§ **Work to complete**
Where does the word "PlanKind" show up in the records? Copy every line that holds it.

(Collected data entries)
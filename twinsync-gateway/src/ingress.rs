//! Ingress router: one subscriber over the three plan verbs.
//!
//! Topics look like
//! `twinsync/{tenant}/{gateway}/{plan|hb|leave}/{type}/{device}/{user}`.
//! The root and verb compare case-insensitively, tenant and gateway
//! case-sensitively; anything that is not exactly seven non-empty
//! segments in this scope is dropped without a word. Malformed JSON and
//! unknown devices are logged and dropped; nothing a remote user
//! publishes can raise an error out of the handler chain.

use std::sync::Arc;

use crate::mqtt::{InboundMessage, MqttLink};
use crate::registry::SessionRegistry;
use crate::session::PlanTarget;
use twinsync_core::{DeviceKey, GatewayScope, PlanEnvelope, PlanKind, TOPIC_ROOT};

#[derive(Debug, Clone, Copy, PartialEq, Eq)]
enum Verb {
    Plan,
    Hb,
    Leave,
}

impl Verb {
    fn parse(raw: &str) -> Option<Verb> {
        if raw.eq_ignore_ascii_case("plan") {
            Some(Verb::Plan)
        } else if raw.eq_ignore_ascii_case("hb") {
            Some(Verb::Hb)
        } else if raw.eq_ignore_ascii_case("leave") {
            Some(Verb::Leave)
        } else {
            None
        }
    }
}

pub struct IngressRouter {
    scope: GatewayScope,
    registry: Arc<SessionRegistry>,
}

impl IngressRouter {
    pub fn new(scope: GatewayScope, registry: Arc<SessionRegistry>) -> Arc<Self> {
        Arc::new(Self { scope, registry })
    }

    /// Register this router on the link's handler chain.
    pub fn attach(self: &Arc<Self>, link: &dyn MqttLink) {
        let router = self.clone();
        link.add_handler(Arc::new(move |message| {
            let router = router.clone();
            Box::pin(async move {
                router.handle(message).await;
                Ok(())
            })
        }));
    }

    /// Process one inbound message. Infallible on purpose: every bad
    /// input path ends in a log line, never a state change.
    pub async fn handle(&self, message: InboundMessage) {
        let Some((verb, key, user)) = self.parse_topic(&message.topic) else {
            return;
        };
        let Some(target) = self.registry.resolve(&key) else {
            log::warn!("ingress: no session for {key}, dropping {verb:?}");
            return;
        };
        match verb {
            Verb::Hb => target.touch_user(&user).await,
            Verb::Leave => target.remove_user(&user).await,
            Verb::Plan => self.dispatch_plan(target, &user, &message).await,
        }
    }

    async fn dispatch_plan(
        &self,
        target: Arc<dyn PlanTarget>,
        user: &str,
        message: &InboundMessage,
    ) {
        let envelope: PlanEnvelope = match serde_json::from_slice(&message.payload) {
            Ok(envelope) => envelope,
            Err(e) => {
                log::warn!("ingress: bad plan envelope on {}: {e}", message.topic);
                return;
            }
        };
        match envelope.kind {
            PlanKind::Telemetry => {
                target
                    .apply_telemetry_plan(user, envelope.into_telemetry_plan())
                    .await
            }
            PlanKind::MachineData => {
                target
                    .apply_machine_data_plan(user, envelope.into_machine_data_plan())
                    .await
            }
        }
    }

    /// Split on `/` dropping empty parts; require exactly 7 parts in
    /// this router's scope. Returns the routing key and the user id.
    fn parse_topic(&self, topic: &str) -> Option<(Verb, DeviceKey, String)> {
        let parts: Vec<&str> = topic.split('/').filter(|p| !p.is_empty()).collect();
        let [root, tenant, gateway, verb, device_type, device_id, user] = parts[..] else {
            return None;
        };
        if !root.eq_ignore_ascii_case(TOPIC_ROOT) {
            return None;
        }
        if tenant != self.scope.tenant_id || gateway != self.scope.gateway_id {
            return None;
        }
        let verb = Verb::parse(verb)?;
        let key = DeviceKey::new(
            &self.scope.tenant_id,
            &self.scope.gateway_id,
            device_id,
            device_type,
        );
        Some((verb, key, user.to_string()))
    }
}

§ **Result of the exercise**
use twinsync_core::{DeviceKey, GatewayScope, PlanEnvelope, PlanKind, TOPIC_ROOT};
            PlanKind::Telemetry => {
            PlanKind::MachineData => {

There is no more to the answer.